**Work request**
Go through each line of the records below and count those with the word "SessionState". Give only the count.

------------------------

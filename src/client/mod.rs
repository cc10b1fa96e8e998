//! Viewer endpoint.
//!
//! A [`Client`] connects to a sharing host, runs the join handshake, and
//! then speaks both directions of the session: window captures and chat
//! arrive as [`ConnectionEvent`]s from [`Client::next_event`], while the
//! `send_*` methods inject pointer and keyboard input back into the shared
//! window.
//!
//! Captures are delivered exactly as they travel on the wire, still
//! compressed. Run them through [`crate::compress::decompress`] to recover
//! the JPEG for decoding and display. The client never reconnects on its
//! own; that policy belongs to the host application.
//!
//! # Example
//!
//! ```rust,no_run
//! use remwin::client::Client;
//! use remwin::{compress, ConnectionEvent, Point};
//!
//! # async fn example() -> Result<(), Box<dyn std::error::Error>> {
//! let mut client = Client::connect("127.0.0.1:55555").await?;
//! client.wait_joined().await?;
//!
//! client.send_mouse_click(1, Point::new(100, 200), 0).await?;
//! client.send_chat_message("hello from the viewer").await?;
//!
//! while let Some(event) = client.next_event().await {
//!     if let ConnectionEvent::WindowCaptureReceived(blob) = event {
//!         let jpeg = compress::decompress(&blob)?;
//!         // hand `jpeg` to an image decoder
//!         drop(jpeg);
//!     }
//! }
//! # Ok(())
//! # }
//! ```

pub mod error;

pub use error::{ClientError, ClientResult};

use crate::connection::{
    drive, Connection, ConnectionEvent, Outbound, SessionState, OUTBOUND_QUEUE_SIZE,
};
use crate::datatypes::{KeyEvent, MouseEvent, Point};
use std::net::SocketAddr;
use tokio::net::ToSocketAddrs;
use tokio::sync::{mpsc, watch};

// Event channel depth between the connection task and the consumer.
const EVENT_QUEUE_SIZE: usize = 64;

/// A connected viewer.
///
/// The connection itself runs on its own task; this handle feeds it outbound
/// input and receives its typed events.
#[derive(Debug)]
pub struct Client {
    peer: SocketAddr,
    commands: mpsc::Sender<Outbound>,
    events: mpsc::Receiver<(SocketAddr, ConnectionEvent)>,
    session: watch::Receiver<SessionState>,
}

impl Client {
    /// Connect to a sharing host and start the join handshake.
    ///
    /// Returns as soon as `JoinSession` is on the wire; use
    /// [`Client::wait_joined`] to block until the host acks.
    pub async fn connect<T: ToSocketAddrs>(addr: T) -> ClientResult<Client> {
        let connection = Connection::connect(addr).await?;
        let peer = connection.peer_addr();
        let session = connection.subscribe_session_state();

        let (commands, outbound_rx) = mpsc::channel(OUTBOUND_QUEUE_SIZE);
        let (events_tx, events) = mpsc::channel(EVENT_QUEUE_SIZE);
        tokio::spawn(drive(connection, outbound_rx, events_tx));

        Ok(Client {
            peer,
            commands,
            events,
            session,
        })
    }

    /// Address of the host this client is connected to.
    pub fn peer_addr(&self) -> SocketAddr {
        self.peer
    }

    /// Snapshot of the session handshake state.
    pub fn session_state(&self) -> SessionState {
        *self.session.borrow()
    }

    /// Wait until the host has acked the join.
    pub async fn wait_joined(&mut self) -> ClientResult<()> {
        self.session
            .wait_for(|state| *state == SessionState::Joined)
            .await
            .map_err(|_| ClientError::Closed)?;
        Ok(())
    }

    /// Receive the next event from the host.
    ///
    /// Returns `None` after the final [`ConnectionEvent::Disconnected`] has
    /// been consumed.
    pub async fn next_event(&mut self) -> Option<ConnectionEvent> {
        self.events.recv().await.map(|(_, event)| event)
    }

    pub async fn send_mouse_move(&self, position: Point) -> ClientResult<()> {
        self.send(Outbound::MouseMove(position)).await
    }

    pub async fn send_mouse_press(
        &self,
        button: i32,
        position: Point,
        modifiers: i32,
    ) -> ClientResult<()> {
        self.send(Outbound::MousePress(MouseEvent::new(button, position, modifiers)))
            .await
    }

    pub async fn send_mouse_release(
        &self,
        button: i32,
        position: Point,
        modifiers: i32,
    ) -> ClientResult<()> {
        self.send(Outbound::MouseRelease(MouseEvent::new(button, position, modifiers)))
            .await
    }

    pub async fn send_mouse_click(
        &self,
        button: i32,
        position: Point,
        modifiers: i32,
    ) -> ClientResult<()> {
        self.send(Outbound::MouseClick(MouseEvent::new(button, position, modifiers)))
            .await
    }

    pub async fn send_key_press(&self, key: i32, modifiers: i32) -> ClientResult<()> {
        self.send(Outbound::KeyPress(KeyEvent::new(key, modifiers))).await
    }

    pub async fn send_key_release(&self, key: i32, modifiers: i32) -> ClientResult<()> {
        self.send(Outbound::KeyRelease(KeyEvent::new(key, modifiers))).await
    }

    /// Send a chat message; over-long text is truncated before framing.
    pub async fn send_chat_message(&self, text: &str) -> ClientResult<()> {
        self.send(Outbound::Chat(text.to_string())).await
    }

    async fn send(&self, command: Outbound) -> ClientResult<()> {
        self.commands
            .send(command)
            .await
            .map_err(|_| ClientError::Closed)
    }

    /// Disconnect gracefully: the connection task sends `LeaveSession` if
    /// the session is joined, then closes the transport.
    pub async fn disconnect(mut self) {
        drop(self.commands);
        // Drain until the task delivers its final Disconnected and exits.
        while self.events.recv().await.is_some() {}
    }
}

------------------------

**Completed exercise**
4